[Data entries]
══════

//! Salted secret hashing and verification.
//!
//! Client secrets and user passwords are stored as a raw Argon2id output
//! (URL-safe base64) next to a per-credential random salt. The derivation is
//! deterministic for a given salt so a stored hash can be recomputed from the
//! presented secret and compared in constant time.

use argon2::Argon2;
use base64::Engine;
use base64::engine::general_purpose::URL_SAFE_NO_PAD;
use subtle::ConstantTimeEq;

/// Length of the derived hash in bytes.
const HASH_LEN: usize = 32;

/// Hash and salt checked when the account being authenticated does not exist,
/// so both failure paths do the same amount of work.
const UNKNOWN_ACCOUNT_HASH: &str = "AAAAAAAAAAAAAAAAAAAAAAAAAAAAAAAAAAAAAAAAAAA";
const UNKNOWN_ACCOUNT_SALT: &str = "unknown-account-salt";

/// Hash a secret under the given salt using Argon2id.
///
/// Fails if the salt is shorter than Argon2's 8 byte minimum.
pub fn hash_secret(secret: &str, salt: &str) -> Result<String, argon2::Error> {
    let mut out = [0u8; HASH_LEN];
    Argon2::default().hash_password_into(secret.as_bytes(), salt.as_bytes(), &mut out)?;
    Ok(URL_SAFE_NO_PAD.encode(out))
}

/// Verify a plain secret against a stored hash and its salt.
///
/// Returns true only if `secret` hashes to `stored_hash` under `salt`.
/// The comparison runs in constant time.
pub fn verify_secret(secret: &str, stored_hash: &str, salt: &str) -> bool {
    let Ok(computed) = hash_secret(secret, salt) else {
        return false;
    };
    computed.as_bytes().ct_eq(stored_hash.as_bytes()).into()
}

/// Spend the same work as [`verify_secret`] for an account that does not exist.
///
/// The placeholder hash is not an Argon2 output, so this never succeeds.
pub fn verify_unknown_account(secret: &str) -> bool {
    verify_secret(secret, UNKNOWN_ACCOUNT_HASH, UNKNOWN_ACCOUNT_SALT)
}

/// Generate a fresh salt for a new credential.
pub fn generate_salt() -> String {
    random_token()
}

/// Generate a URL-safe, unpredictable token from 32 OS-random bytes.
///
/// Used for salts, authorization codes and access tokens.
pub fn random_token() -> String {
    let mut bytes = [0u8; 32];
    // The OS RNG failing leaves no safe way to mint credentials.
    getrandom::fill(&mut bytes).expect("Failed to generate random bytes");
    URL_SAFE_NO_PAD.encode(bytes)
}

══════

* _Requirement_
From the first line above through the line that contains "const HASH_LEN: usize = 32;", quote each line exactly. Output nothing more.

* _Answer for the task_
//! Salted secret hashing and verification.
//!
//! Client secrets and user passwords are stored as a raw Argon2id output
//! (URL-safe base64) next to a per-credential random salt. The derivation is
//! deterministic for a given salt so a stored hash can be recomputed from the
//! presented secret and compared in constant time.

use argon2::Argon2;
use base64::Engine;
use base64::engine::general_purpose::URL_SAFE_NO_PAD;
use subtle::ConstantTimeEq;

/// Length of the derived hash in bytes.
const HASH_LEN: usize = 32;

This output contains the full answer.